In 1950, van Vogt put the four stories together into a novel titled The Voyage of the Space Beagle, which followed the adventures of a spaceship frequently under attack by alien threats, alongside internal crew divisions. The science fiction dictionary Brave New Worlds defines a “fix-up” novel as “[a] novel composed of previously-written shorter works, frequently with additional material to smooth the transitions between novels.”

The Voyage of the Space Beagle is just one representative example of the “fix-up” novel, and it wasn’t van Vogt’s last: Additional fix-ups include The Mixed Men, The Weapons Shops of Isher, War Against the Rull, The Beast, Rogue Ship and others. By the mid-1950s, dedicated publishers such as Ace and Ballantine had begun to take advantage of the marketability of a paperback novel, introducing their own lines of original novels that drew in a new generation of authors throughout the middle of the century.

Van Vogt’s reputation in the genre has flagged over the years. Adam Roberts notes that he “has few champions among academic critics of the genre; many dismiss as merely incoherent his intricately but discontinuously plotted novels.” To be sure, The Voyage of the Space Beagle is an exuberant novel that feels as though it’s more at home with television science fiction than that of its literary counterparts from the era. Critics have noted that there are similarities between the book and the planet-of-the-episode television shows such as Star Trek. Additionally, van Vogt won an out-of-court settlement from 20th Century Fox over the film Alien, a movie which shares some similarities with his book.

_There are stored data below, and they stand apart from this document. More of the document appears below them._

//! Per-session HTTP transport
//!
//! Every account session owns one [`HttpTransport`]. The live implementation
//! is backed by `reqwest`; middleware such as the auth adapter wraps another
//! transport and is itself a transport, so sessions can be assembled from
//! layers and tested against an in-memory fake.

use std::sync::Arc;
use std::time::Duration;

use futures::future::BoxFuture;
use reqwest::header::HeaderMap;
use reqwest::{Method, StatusCode};

use crate::config::ServerConfig;
use crate::errors::{AppError, AppResult};

/// Outbound HTTP request
#[derive(Debug, Clone)]
pub struct HttpRequest {
    pub method: Method,
    pub url: String,
    pub headers: HeaderMap,
    pub body: Option<Vec<u8>>,
}

impl HttpRequest {
    /// Build a `GET` request with no headers
    pub fn get(url: impl Into<String>) -> Self {
        Self {
            method: Method::GET,
            url: url.into(),
            headers: HeaderMap::new(),
            body: None,
        }
    }

    /// Build a `POST` request carrying a body
    pub fn post(url: impl Into<String>, body: Vec<u8>) -> Self {
        Self {
            method: Method::POST,
            url: url.into(),
            headers: HeaderMap::new(),
            body: Some(body),
        }
    }
}

/// Inbound HTTP response, fully buffered
#[derive(Debug, Clone)]
pub struct HttpResponse {
    pub status: StatusCode,
    pub headers: HeaderMap,
    pub body: Vec<u8>,
}

/// A channel able to perform HTTP exchanges for one session
pub trait HttpTransport: Send + Sync {
    /// Send a request and buffer the full response
    ///
    /// Non-2xx statuses are returned as responses, not errors; only failures
    /// to complete the exchange are errors.
    fn send(&self, request: HttpRequest) -> BoxFuture<'_, AppResult<HttpResponse>>;
}

/// Shared, type-erased transport handle
pub type SharedTransport = Arc<dyn HttpTransport>;

/// `reqwest`-backed transport
#[derive(Debug, Clone)]
pub struct ReqwestTransport {
    client: reqwest::Client,
}

impl ReqwestTransport {
    /// Build a client with the configured connect and request timeouts
    ///
    /// Each session gets its own client so no connection state or default
    /// headers are shared between accounts.
    pub fn new(config: &ServerConfig) -> AppResult<Self> {
        let client = reqwest::Client::builder()
            .connect_timeout(Duration::from_millis(config.connect_timeout_ms))
            .timeout(Duration::from_millis(config.request_timeout_ms))
            .user_agent(concat!("jmap-mcp-rs/", env!("CARGO_PKG_VERSION")))
            .build()
            .map_err(|e| AppError::Internal(format!("failed to build HTTP client: {e}")))?;
        Ok(Self { client })
    }
}

impl HttpTransport for ReqwestTransport {
    fn send(&self, request: HttpRequest) -> BoxFuture<'_, AppResult<HttpResponse>> {
        Box::pin(async move {
            let url = request.url.clone();
            let mut builder = self
                .client
                .request(request.method, request.url.as_str())
                .headers(request.headers);
            if let Some(body) = request.body {
                builder = builder.body(body);
            }
            let response = builder.send().await.map_err(|e| {
                if e.is_timeout() {
                    AppError::Connectivity(format!("request to {url} timed out"))
                } else {
                    AppError::Connectivity(format!("request to {url} failed: {e}"))
                }
            })?;
            let status = response.status();
            let headers = response.headers().clone();
            let body = response
                .bytes()
                .await
                .map_err(|e| AppError::Connectivity(format!("reading response from {url}: {e}")))?
                .to_vec();
            Ok(HttpResponse {
                status,
                headers,
                body,
            })
        })
    }
}

#[cfg(test)]
pub(crate) mod fake {
    //! In-memory transport for tests

    use std::sync::Mutex;

    use futures::future::BoxFuture;
    use reqwest::StatusCode;
    use reqwest::header::{CONTENT_TYPE, HeaderMap, HeaderValue};

    use super::{HttpRequest, HttpResponse, HttpTransport};
    use crate::errors::AppResult;

    type Responder = Box<dyn Fn(&HttpRequest) -> HttpResponse + Send + Sync>;

    /// Records every request and answers with a caller-supplied responder
    pub struct FakeTransport {
        responder: Responder,
        pub requests: Mutex<Vec<HttpRequest>>,
    }

    impl FakeTransport {
        pub fn new(responder: impl Fn(&HttpRequest) -> HttpResponse + Send + Sync + 'static) -> Self {
            Self {
                responder: Box::new(responder),
                requests: Mutex::new(Vec::new()),
            }
        }

        pub fn recorded(&self) -> Vec<HttpRequest> {
            self.requests.lock().expect("fake transport lock").clone()
        }
    }

    impl HttpTransport for FakeTransport {
        fn send(&self, request: HttpRequest) -> BoxFuture<'_, AppResult<HttpResponse>> {
            let response = (self.responder)(&request);
            self.requests
                .lock()
                .expect("fake transport lock")
                .push(request);
            Box::pin(async move { Ok(response) })
        }
    }

    pub fn json_response(value: &serde_json::Value) -> HttpResponse {
        let mut headers = HeaderMap::new();
        headers.insert(CONTENT_TYPE, HeaderValue::from_static("application/json"));
        HttpResponse {
            status: StatusCode::OK,
            headers,
            body: serde_json::to_vec(value).expect("serializable"),
        }
    }

    pub fn text_response(status: StatusCode, body: &str) -> HttpResponse {
        HttpResponse {
            status,
            headers: HeaderMap::new(),
            body: body.as_bytes().to_vec(),
        }
    }
}
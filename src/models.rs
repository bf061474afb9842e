//! Input/output DTOs and schema-bearing types
//!
//! Defines all data structures used in MCP tool contracts. Each type is
//! annotated with `JsonSchema` for automatic schema generation.

use chrono::{SecondsFormat, Utc};
use schemars::JsonSchema;
use serde::{Deserialize, Serialize};

/// Metadata included in all tool responses
#[derive(Debug, Clone, Serialize, Deserialize, JsonSchema)]
pub struct Meta {
    /// Current UTC timestamp in RFC 3339 format with milliseconds
    pub now_utc: String,
    /// Tool execution duration in milliseconds
    pub duration_ms: u64,
}

impl Meta {
    /// Create metadata populated with current time and elapsed duration
    pub fn now(duration_ms: u64) -> Self {
        Self {
            now_utc: Utc::now().to_rfc3339_opts(SecondsFormat::Millis, true),
            duration_ms,
        }
    }
}

/// Standard response envelope for all tools
///
/// Wraps tool-specific data with human-readable summary and execution metadata.
#[derive(Debug, Clone, Serialize, Deserialize, JsonSchema)]
pub struct ToolEnvelope<T>
where
    T: JsonSchema,
{
    /// Human-readable summary of the operation outcome
    pub summary: String,
    /// Tool-specific data payload
    pub data: T,
    /// Execution metadata (timestamp, duration)
    pub meta: Meta,
}

/// Account metadata (no credentials)
///
/// Returned by `list_accounts`.
#[derive(Debug, Clone, Serialize, Deserialize, JsonSchema)]
pub struct AccountInfo {
    /// Configured account name
    pub name: String,
    /// Server-assigned JMAP account id
    pub account_id: String,
    /// Whether the server marks the account read-only
    pub is_read_only: bool,
    /// Whether sending is available for this account
    pub has_submission: bool,
}

/// Session details for one account
///
/// Returned by `get_session`.
#[derive(Debug, Clone, Serialize, Deserialize, JsonSchema)]
pub struct SessionInfo {
    pub name: String,
    pub account_id: String,
    /// Username reported by the session descriptor
    pub username: String,
    pub session_url: String,
    /// API endpoint after any repair
    pub api_url: String,
    /// `basic` or `bearer`
    pub auth_scheme: String,
    /// Session capability URIs
    pub capabilities: Vec<String>,
    pub is_read_only: bool,
    pub has_submission: bool,
}

/// Mailbox metadata
#[derive(Debug, Clone, Serialize, Deserialize, JsonSchema)]
pub struct MailboxInfo {
    pub id: String,
    pub name: String,
    pub parent_id: Option<String>,
    /// Role such as `inbox`, `drafts`, `sent`
    pub role: Option<String>,
    pub total_emails: u64,
    pub unread_emails: u64,
}

/// Email address with optional display name
#[derive(Debug, Clone, Serialize, Deserialize, JsonSchema)]
pub struct EmailAddress {
    pub name: Option<String>,
    pub email: String,
}

/// Email summary for search results
#[derive(Debug, Clone, Serialize, Deserialize, JsonSchema)]
pub struct EmailSummary {
    pub id: String,
    pub thread_id: Option<String>,
    /// RFC 3339 receive time
    pub received_at: Option<String>,
    pub from: Vec<EmailAddress>,
    pub subject: Option<String>,
    /// Server-generated plain text preview
    pub preview: Option<String>,
    /// Keywords set on the email (e.g., `$seen`, `$flagged`, `$draft`)
    pub keywords: Vec<String>,
    pub mailbox_ids: Vec<String>,
    pub has_attachment: bool,
}

/// Full email detail
#[derive(Debug, Clone, Serialize, Deserialize, JsonSchema)]
pub struct EmailDetail {
    pub id: String,
    pub thread_id: Option<String>,
    pub received_at: Option<String>,
    pub from: Vec<EmailAddress>,
    pub to: Vec<EmailAddress>,
    pub cc: Vec<EmailAddress>,
    pub subject: Option<String>,
    pub keywords: Vec<String>,
    pub mailbox_ids: Vec<String>,
    pub has_attachment: bool,
    /// Plain text body (truncated to `body_max_chars`)
    pub body_text: Option<String>,
    /// Whether `body_text` was cut short
    pub body_truncated: bool,
}

/// Search result page
#[derive(Debug, Clone, Serialize, Deserialize, JsonSchema)]
pub struct SearchResult {
    pub account: String,
    /// Total matches, when the server calculates it
    pub total: Option<u64>,
    /// Zero-based position of the first returned email
    pub position: u64,
    pub emails: Vec<EmailSummary>,
    /// Position to request for the next page, if more remain
    pub next_position: Option<u64>,
}

/// Result of an email mutation
#[derive(Debug, Clone, Serialize, Deserialize, JsonSchema)]
pub struct UpdateResult {
    pub account: String,
    pub updated: Vec<String>,
    /// Email ids the server refused to update, with reasons
    pub not_updated: Vec<(String, String)>,
}

/// Result of draft creation
#[derive(Debug, Clone, Serialize, Deserialize, JsonSchema)]
pub struct DraftResult {
    pub account: String,
    pub email_id: String,
    pub mailbox_id: String,
}

/// Result of submission
#[derive(Debug, Clone, Serialize, Deserialize, JsonSchema)]
pub struct SubmissionResult {
    pub account: String,
    pub submission_id: String,
    pub email_id: String,
    pub identity_id: String,
}

/// Input: account only
///
/// Used by `get_session` and `list_mailboxes`.
#[derive(Debug, Clone, Default, Deserialize, JsonSchema)]
pub struct AccountOnlyInput {
    /// Account name (defaults to the first configured account)
    pub account: Option<String>,
}

/// Input: search emails
#[derive(Debug, Clone, Default, Deserialize, JsonSchema)]
pub struct SearchEmailsInput {
    /// Account name (defaults to the first configured account)
    pub account: Option<String>,
    /// Restrict to one mailbox id
    pub mailbox_id: Option<String>,
    /// Full-text search
    pub text: Option<String>,
    /// Filter by From
    pub from: Option<String>,
    /// Filter by To
    pub to: Option<String>,
    /// Filter by Subject
    pub subject: Option<String>,
    /// Only emails without `$seen`
    #[serde(default)]
    pub unread_only: bool,
    /// Only emails received on or after this date (YYYY-MM-DD)
    pub after: Option<String>,
    /// Only emails received before this date (YYYY-MM-DD)
    pub before: Option<String>,
    /// Zero-based result offset
    #[serde(default)]
    pub position: u64,
    /// Maximum emails to return (1..100, default 20)
    #[serde(default = "default_limit")]
    pub limit: u64,
}

/// Input: get one email
#[derive(Debug, Clone, Deserialize, JsonSchema)]
pub struct GetEmailInput {
    /// Account name (defaults to the first configured account)
    pub account: Option<String>,
    /// JMAP email id
    pub email_id: String,
    /// Maximum body characters (100..100000)
    pub body_max_chars: Option<usize>,
}

/// Input: set or clear `$seen` / `$flagged`
#[derive(Debug, Clone, Deserialize, JsonSchema)]
pub struct UpdateEmailKeywordsInput {
    /// Account name (defaults to the first configured account)
    pub account: Option<String>,
    /// Email ids to update (1..50)
    pub email_ids: Vec<String>,
    /// Mark read (`true`) or unread (`false`)
    pub seen: Option<bool>,
    /// Flag (`true`) or unflag (`false`)
    pub flagged: Option<bool>,
}

/// Input: move emails to a mailbox
#[derive(Debug, Clone, Deserialize, JsonSchema)]
pub struct MoveEmailInput {
    /// Account name (defaults to the first configured account)
    pub account: Option<String>,
    /// Email ids to move (1..50)
    pub email_ids: Vec<String>,
    /// Destination mailbox id
    pub mailbox_id: String,
}

/// Input: create a draft in the Drafts mailbox
#[derive(Debug, Clone, Deserialize, JsonSchema)]
pub struct CreateDraftInput {
    /// Account name (defaults to the first configured account)
    pub account: Option<String>,
    /// Sender address (defaults to the session username)
    pub from: Option<String>,
    /// Recipient addresses
    pub to: Vec<String>,
    /// Carbon-copy addresses
    #[serde(default)]
    pub cc: Vec<String>,
    pub subject: String,
    /// Plain text body
    pub body: String,
}

/// Input: send an existing draft
#[derive(Debug, Clone, Deserialize, JsonSchema)]
pub struct SendDraftInput {
    /// Account name (defaults to the first configured account)
    pub account: Option<String>,
    /// Draft email id
    pub email_id: String,
    /// Sending identity id (defaults to the identity matching the draft sender)
    pub identity_id: Option<String>,
}

/// Default value for `limit` in search
fn default_limit() -> u64 {
    20
}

While the novel lacks the critical weight of other fix-up books, it’s a good, representative example of the transition that the publishing industry faced at the time, and how its authors adapted. It’s a lesson that’s well-worth looking closely at, as the entire publishing industry faces new technological challenges and disruptions from the likes of self-publishing and micro-press platforms.